American woman sentenced to 20 years for killing child with morphine in breast milk


A woman from South Carolina has been sentenced to 20 years in prison for involuntary killing of her 6-week-old daughter with an overdose of morphine delivered through her breast milk, according to prosecutor’s statement. The case has aroused much controversy both among lawyers and medical experts.

Stephanie Greene, a 39-year-old nurse, was convicted of homicide by child abuse, involuntary manslaughter and unlawful “negligent breastfeeding.” The prosecutor claimed that the woman was aware of a danger of taking painkillers while pregnant and breast feeding. However she continued getting her prescriptions and didn’t decrease the dose. It should be noted that in 2010 Greene was taking morphine and other pain killers to overcome the pain of fibromyalgia. Earlier, in 1998, during a car-accident she got several serious injuries, including a skull fracture, occipital nerve disruption, multiple rib fractures. Since that time the woman has been suffering from seizures, chronic pain and post-traumatic stress disorder. In 2004 she lost her nursing license for trying to get drugs illegally.

A toxicology test from the baby’s autopsy detected that a level of morphine in the child’s body could have been lethal even for an adult, according to the prosecutor.

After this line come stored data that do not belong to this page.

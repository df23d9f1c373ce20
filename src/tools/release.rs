//! Per-repository release procedure

use crate::error::CommandError;
use std::path::Path;
use std::process::Command;

/// Cuts a release of one repository
pub trait ReleaseProcedure {
    /// Runs `script` from `repo`; a dry run is forwarded to the script
    fn release(&self, repo: &Path, script: &Path, dry_run: bool) -> Result<(), CommandError>;
}

/// Runs the repository's release script attached to the terminal so its
/// own prompts stay interactive
#[derive(Debug, Default)]
pub struct ScriptRelease;

impl ScriptRelease {
    pub fn new() -> Self {
        Self
    }
}

/// Arguments passed to the release script
pub fn script_args(dry_run: bool) -> Vec<&'static str> {
    if dry_run {
        vec!["--dry-run"]
    } else {
        Vec::new()
    }
}

impl ReleaseProcedure for ScriptRelease {
    fn release(&self, repo: &Path, script: &Path, dry_run: bool) -> Result<(), CommandError> {
        let args = script_args(dry_run);
        let command = std::iter::once(script.display().to_string())
            .chain(args.iter().map(|a| a.to_string()))
            .collect::<Vec<_>>()
            .join(" ");

        let status = Command::new(script)
            .args(&args)
            .current_dir(repo)
            .status()
            .map_err(|e| CommandError::new(&command, format!("failed to execute command: {}", e)))?;

        if status.success() {
            Ok(())
        } else {
            let message = match status.code() {
                Some(code) => format!("exited with status {}", code),
                None => "terminated by signal".to_string(),
            };
            Err(CommandError::new(command, message))
        }
    }
}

“We make sacrifices every day for our children,” he said. “She decided she was going to have her drugs and sacrifice the health, and ultimately the life, of her child.”

Rauch Wise, Greene’s lawyer, insisted that the woman was only trying to stop permanent pain and that no mother had ever been prosecuted in the United States for killing her child through a substance transmitted in breast milk.

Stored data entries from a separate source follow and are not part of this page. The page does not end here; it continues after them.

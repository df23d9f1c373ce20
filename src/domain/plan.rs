//! Dependency edges and the update plan built from them

use super::Version;
use serde::{Deserialize, Serialize};
use std::fmt;

/// A consumer's pin of one upstream repository, with the upstream's latest release
#[derive(Debug, Clone, PartialEq, Eq, Serialize, Deserialize)]
pub struct DependencyEdge {
    /// Repository whose manifest pins the dependency
    pub consumer: String,
    /// Upstream repository name
    pub dependency: String,
    /// Go module path of the upstream repository
    pub module: String,
    /// Version currently pinned by the consumer
    pub current: Version,
    /// Latest published release of the upstream repository
    pub latest: Version,
}

impl DependencyEdge {
    /// Creates a new edge
    pub fn new(
        consumer: impl Into<String>,
        dependency: impl Into<String>,
        module: impl Into<String>,
        current: Version,
        latest: Version,
    ) -> Self {
        Self {
            consumer: consumer.into(),
            dependency: dependency.into(),
            module: module.into(),
            current,
            latest,
        }
    }

    /// Classifies the bump for display
    pub fn change_kind(&self) -> ChangeKind {
        ChangeKind::between(&self.current, &self.latest)
    }
}

impl fmt::Display for DependencyEdge {
    fn fmt(&self, f: &mut fmt::Formatter<'_>) -> fmt::Result {
        write!(
            f,
            "{} → {}: {} → {}",
            self.consumer, self.dependency, self.current, self.latest
        )
    }
}

/// An edge that produced no decision because a lookup did not resolve
#[derive(Debug, Clone, PartialEq, Eq, Serialize, Deserialize)]
pub struct SkippedEdge {
    pub consumer: String,
    pub dependency: String,
    pub reason: String,
}

/// Kind of version change, for display only
#[derive(Debug, Clone, Copy, PartialEq, Eq, Serialize, Deserialize)]
#[serde(rename_all = "lowercase")]
pub enum ChangeKind {
    /// Major component changed
    Major,
    /// Minor component changed
    Minor,
    /// Patch or pre-release changed
    Patch,
    /// Untagged commit to a tagged release
    Release,
    /// Anything that is not comparable as semver
    Retag,
}

impl ChangeKind {
    /// Classify the change between two versions
    pub fn between(current: &Version, latest: &Version) -> Self {
        if current.is_pseudo() && latest.is_tagged() {
            return ChangeKind::Release;
        }
        let parsed = (
            semver::Version::parse(current.stripped()),
            semver::Version::parse(latest.stripped()),
        );
        match parsed {
            (Ok(old), Ok(new)) => {
                if old.major != new.major {
                    ChangeKind::Major
                } else if old.minor != new.minor {
                    ChangeKind::Minor
                } else {
                    ChangeKind::Patch
                }
            }
            _ => ChangeKind::Retag,
        }
    }

    /// Plain label
    pub fn label(&self) -> &'static str {
        match self {
            ChangeKind::Major => "major",
            ChangeKind::Minor => "minor",
            ChangeKind::Patch => "patch",
            ChangeKind::Release => "release",
            ChangeKind::Retag => "?",
        }
    }
}

/// Pending updates of one consumer, in the order they were planned
#[derive(Debug, Clone, PartialEq, Eq, Serialize, Deserialize)]
pub struct PlanEntry {
    pub repository: String,
    pub updates: Vec<DependencyEdge>,
}

/// Updates required across the registry, grouped by consumer.
///
/// Built once by the planner and never mutated afterwards.
#[derive(Debug, Clone, Default, PartialEq, Eq, Serialize, Deserialize)]
pub struct UpdatePlan {
    entries: Vec<PlanEntry>,
}

impl UpdatePlan {
    /// Groups edges by consumer, keeping the first-seen order of consumers and
    /// the relative order of each consumer's edges
    pub fn from_edges(edges: impl IntoIterator<Item = DependencyEdge>) -> Self {
        let mut entries: Vec<PlanEntry> = Vec::new();
        for edge in edges {
            match entries.iter_mut().find(|e| e.repository == edge.consumer) {
                Some(entry) => entry.updates.push(edge),
                None => entries.push(PlanEntry {
                    repository: edge.consumer.clone(),
                    updates: vec![edge],
                }),
            }
        }
        Self { entries }
    }

    /// All entries, one per consumer with pending updates
    pub fn entries(&self) -> &[PlanEntry] {
        &self.entries
    }

    /// Pending updates of a consumer (empty if none)
    pub fn updates_for(&self, repository: &str) -> &[DependencyEdge] {
        self.entries
            .iter()
            .find(|e| e.repository == repository)
            .map(|e| e.updates.as_slice())
            .unwrap_or(&[])
    }

    /// Names of consumers with pending updates
    pub fn repositories(&self) -> impl Iterator<Item = &str> {
        self.entries.iter().map(|e| e.repository.as_str())
    }

    /// Returns true if nothing needs updating
    pub fn is_empty(&self) -> bool {
        self.entries.is_empty()
    }

    /// Total number of pending updates
    pub fn total_updates(&self) -> usize {
        self.entries.iter().map(|e| e.updates.len()).sum()
    }

    /// Iterates every pending edge
    pub fn edges(&self) -> impl Iterator<Item = &DependencyEdge> {
        self.entries.iter().flat_map(|e| e.updates.iter())
    }
}

#[cfg(test)]
mod tests {
    use super::*;

    fn edge(consumer: &str, dep: &str, current: &str, latest: &str) -> DependencyEdge {
        DependencyEdge::new(
            consumer,
            dep,
            format!("github.com/livetemplate/{}", dep),
            Version::new(current),
            Version::new(latest),
        )
    }

    #[test]
    fn test_from_edges_groups_by_consumer() {
        let plan = UpdatePlan::from_edges(vec![
            edge("lvt", "livetemplate", "v1.0.0", "v1.1.0"),
            edge("examples", "livetemplate", "v1.0.0", "v1.1.0"),
            edge("lvt", "components", "v0.1.0", "v0.2.0"),
        ]);

        assert_eq!(plan.entries().len(), 2);
        assert_eq!(plan.total_updates(), 3);
        let lvt = plan.updates_for("lvt");
        assert_eq!(lvt.len(), 2);
        assert_eq!(lvt[0].dependency, "livetemplate");
        assert_eq!(lvt[1].dependency, "components");
        assert_eq!(
            plan.repositories().collect::<Vec<_>>(),
            vec!["lvt", "examples"]
        );
    }

    #[test]
    fn test_empty_plan() {
        let plan = UpdatePlan::default();
        assert!(plan.is_empty());
        assert_eq!(plan.total_updates(), 0);
        assert!(plan.updates_for("lvt").is_empty());
    }

    #[test]
    fn test_change_kind() {
        assert_eq!(
            edge("a", "b", "v1.0.0", "v2.0.0").change_kind(),
            ChangeKind::Major
        );
        assert_eq!(
            edge("a", "b", "v1.0.0", "v1.1.0").change_kind(),
            ChangeKind::Minor
        );
        assert_eq!(
            edge("a", "b", "v1.0.0", "v1.0.1").change_kind(),
            ChangeKind::Patch
        );
        assert_eq!(
            edge("a", "b", "v0.0.0-20240101000000-aaaa", "v1.0.0").change_kind(),
            ChangeKind::Release
        );
        assert_eq!(edge("a", "b", "v1", "v2").change_kind(), ChangeKind::Retag);
    }

    #[test]
    fn test_edge_display() {
        let e = edge("lvt", "livetemplate", "v1.0.0", "v1.1.0");
        assert_eq!(format!("{}", e), "lvt → livetemplate: v1.0.0 → v1.1.0");
    }
}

“She needed those meds to get up in the morning and function,”Wise said. “She was on total disability because of her pain, her fibromyalgia and all the other things wrong with her.” The lawyer stressed that losing the child had already become punishment enough for Greene.

Steven Karch, an expert witness for the defense, pointed to the fact that “no morphine-related death from breastfeeding has ever been reported in a peer-reviewed journal, and in fact the American Academy of Pediatrics recommends the use of morphine in preference to some other narcotics for women who are nursing babies.”

He also slams the investigators for not conducting necessary genetic tests: “In short, no real forensic investigation was conducted, just an autopsy with no diagnostic findings. If no drugs had been detected, death would have been attributed to [SIDS] (sudden infant death syndrome or “cot death”).”

Karch deems that the child’s death was caused by a genetic defect. According to the expert, a strikingly similar case occurred in Toronto in 2005: the mother’s organism was producing morphine from the codeine she was taking and that was poisoning and killing her child.

Greene’s lawyer plans to appeal the conviction.